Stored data

=======

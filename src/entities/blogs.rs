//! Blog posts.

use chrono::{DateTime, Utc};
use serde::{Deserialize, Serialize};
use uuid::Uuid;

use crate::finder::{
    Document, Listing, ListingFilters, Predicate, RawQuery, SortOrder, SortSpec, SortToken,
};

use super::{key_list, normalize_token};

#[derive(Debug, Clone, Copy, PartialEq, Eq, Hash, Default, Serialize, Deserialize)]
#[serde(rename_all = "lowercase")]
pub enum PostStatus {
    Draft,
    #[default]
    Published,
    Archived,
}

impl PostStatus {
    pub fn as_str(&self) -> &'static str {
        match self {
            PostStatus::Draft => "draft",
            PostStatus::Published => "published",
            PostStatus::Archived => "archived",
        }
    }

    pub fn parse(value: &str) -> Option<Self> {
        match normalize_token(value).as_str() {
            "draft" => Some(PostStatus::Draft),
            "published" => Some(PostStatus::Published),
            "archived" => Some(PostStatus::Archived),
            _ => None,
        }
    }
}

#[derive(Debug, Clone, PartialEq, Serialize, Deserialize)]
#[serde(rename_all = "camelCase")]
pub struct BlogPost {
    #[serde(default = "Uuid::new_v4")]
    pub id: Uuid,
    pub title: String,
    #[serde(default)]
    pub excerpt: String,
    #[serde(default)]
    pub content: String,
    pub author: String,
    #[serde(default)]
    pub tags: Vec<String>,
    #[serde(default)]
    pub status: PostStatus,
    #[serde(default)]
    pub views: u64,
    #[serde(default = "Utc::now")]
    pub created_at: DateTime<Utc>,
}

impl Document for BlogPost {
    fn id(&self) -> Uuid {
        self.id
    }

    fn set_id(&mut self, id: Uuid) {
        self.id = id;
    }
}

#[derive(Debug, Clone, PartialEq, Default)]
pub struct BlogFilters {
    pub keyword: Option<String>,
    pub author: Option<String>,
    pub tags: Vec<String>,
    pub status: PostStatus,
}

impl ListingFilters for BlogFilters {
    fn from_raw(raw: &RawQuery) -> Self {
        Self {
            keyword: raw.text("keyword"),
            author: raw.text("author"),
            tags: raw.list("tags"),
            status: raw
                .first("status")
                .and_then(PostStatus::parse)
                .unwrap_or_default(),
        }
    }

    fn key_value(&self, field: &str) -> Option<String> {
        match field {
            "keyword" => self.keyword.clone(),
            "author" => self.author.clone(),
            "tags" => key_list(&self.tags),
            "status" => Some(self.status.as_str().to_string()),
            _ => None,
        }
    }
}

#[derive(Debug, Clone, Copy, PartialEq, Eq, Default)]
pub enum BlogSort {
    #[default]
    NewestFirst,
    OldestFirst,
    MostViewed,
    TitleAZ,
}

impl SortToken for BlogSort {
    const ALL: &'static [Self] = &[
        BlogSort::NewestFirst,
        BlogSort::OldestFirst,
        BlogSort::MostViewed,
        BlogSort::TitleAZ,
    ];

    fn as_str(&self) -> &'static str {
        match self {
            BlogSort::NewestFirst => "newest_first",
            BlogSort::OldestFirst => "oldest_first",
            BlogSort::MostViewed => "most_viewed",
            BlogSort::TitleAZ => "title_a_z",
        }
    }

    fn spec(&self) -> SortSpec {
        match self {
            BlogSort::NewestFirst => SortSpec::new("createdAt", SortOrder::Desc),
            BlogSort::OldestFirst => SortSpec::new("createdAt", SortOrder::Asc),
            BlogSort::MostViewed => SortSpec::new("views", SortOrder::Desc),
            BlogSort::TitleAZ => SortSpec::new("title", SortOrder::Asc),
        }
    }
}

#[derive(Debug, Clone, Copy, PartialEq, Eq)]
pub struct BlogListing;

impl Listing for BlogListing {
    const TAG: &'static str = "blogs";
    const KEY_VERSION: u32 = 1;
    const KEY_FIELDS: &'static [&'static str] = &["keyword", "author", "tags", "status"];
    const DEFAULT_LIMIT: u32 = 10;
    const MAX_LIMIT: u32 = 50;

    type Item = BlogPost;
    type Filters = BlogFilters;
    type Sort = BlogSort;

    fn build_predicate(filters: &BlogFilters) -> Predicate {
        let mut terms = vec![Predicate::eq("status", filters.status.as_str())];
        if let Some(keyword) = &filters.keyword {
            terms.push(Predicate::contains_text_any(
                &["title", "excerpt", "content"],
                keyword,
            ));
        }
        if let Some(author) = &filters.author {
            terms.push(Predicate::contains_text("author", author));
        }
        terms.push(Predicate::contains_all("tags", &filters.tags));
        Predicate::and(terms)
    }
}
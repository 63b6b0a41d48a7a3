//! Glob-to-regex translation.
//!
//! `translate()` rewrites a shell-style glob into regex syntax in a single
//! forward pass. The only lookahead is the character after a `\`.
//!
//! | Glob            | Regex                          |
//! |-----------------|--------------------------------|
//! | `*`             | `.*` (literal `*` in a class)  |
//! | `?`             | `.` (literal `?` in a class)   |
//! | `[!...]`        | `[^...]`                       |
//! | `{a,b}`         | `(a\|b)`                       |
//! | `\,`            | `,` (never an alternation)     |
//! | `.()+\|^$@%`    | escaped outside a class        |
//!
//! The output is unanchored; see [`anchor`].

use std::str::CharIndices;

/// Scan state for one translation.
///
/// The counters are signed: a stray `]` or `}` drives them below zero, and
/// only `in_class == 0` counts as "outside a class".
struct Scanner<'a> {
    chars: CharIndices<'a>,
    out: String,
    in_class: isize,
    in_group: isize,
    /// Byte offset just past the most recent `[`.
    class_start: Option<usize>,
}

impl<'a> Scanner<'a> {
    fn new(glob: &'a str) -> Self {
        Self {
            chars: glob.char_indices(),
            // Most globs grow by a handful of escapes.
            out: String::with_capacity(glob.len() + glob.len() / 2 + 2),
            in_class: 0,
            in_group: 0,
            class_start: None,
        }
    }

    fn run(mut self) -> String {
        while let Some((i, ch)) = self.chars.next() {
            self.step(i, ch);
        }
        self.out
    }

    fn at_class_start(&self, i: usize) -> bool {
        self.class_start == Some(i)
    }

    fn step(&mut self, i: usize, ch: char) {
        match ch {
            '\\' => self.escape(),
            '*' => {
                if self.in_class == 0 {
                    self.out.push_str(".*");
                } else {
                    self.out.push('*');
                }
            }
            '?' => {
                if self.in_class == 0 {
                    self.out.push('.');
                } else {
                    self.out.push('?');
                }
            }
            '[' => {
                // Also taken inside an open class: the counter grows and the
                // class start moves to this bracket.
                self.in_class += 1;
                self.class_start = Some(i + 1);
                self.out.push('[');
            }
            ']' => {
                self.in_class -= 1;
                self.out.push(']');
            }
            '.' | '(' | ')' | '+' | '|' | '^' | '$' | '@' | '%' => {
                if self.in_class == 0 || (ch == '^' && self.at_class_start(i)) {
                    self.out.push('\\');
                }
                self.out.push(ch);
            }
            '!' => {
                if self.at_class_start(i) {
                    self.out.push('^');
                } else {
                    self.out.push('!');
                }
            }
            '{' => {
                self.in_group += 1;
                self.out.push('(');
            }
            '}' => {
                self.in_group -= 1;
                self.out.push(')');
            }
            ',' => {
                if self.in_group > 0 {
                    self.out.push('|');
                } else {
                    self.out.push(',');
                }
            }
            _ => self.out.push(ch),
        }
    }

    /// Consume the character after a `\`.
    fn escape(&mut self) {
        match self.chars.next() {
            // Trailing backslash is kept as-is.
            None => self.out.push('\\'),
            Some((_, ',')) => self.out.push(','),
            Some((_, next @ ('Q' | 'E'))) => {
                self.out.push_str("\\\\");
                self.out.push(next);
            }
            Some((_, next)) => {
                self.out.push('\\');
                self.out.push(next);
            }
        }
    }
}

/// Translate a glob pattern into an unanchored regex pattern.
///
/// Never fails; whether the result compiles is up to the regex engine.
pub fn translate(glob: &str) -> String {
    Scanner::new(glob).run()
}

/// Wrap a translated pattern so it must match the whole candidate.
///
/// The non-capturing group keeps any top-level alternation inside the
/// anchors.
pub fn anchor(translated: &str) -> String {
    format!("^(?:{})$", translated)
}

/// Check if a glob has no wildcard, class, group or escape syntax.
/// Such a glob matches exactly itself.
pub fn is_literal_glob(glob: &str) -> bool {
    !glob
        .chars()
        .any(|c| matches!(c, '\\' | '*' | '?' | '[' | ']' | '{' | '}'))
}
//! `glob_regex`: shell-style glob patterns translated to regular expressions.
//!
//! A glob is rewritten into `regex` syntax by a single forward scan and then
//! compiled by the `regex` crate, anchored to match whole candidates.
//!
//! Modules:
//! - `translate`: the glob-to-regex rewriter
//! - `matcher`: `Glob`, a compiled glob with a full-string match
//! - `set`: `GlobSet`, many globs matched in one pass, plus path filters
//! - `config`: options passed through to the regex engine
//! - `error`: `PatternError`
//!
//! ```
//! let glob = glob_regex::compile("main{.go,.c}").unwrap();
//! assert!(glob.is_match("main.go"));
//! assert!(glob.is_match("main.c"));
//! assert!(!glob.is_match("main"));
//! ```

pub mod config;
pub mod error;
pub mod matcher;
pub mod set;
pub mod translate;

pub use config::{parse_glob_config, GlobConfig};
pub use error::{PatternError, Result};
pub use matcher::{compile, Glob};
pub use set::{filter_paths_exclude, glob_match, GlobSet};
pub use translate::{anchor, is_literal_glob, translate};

=======

◆ Work required: Please tally the lines of the entries that hold "Predicate" and give only the resulting number.

◆ Answer area: 7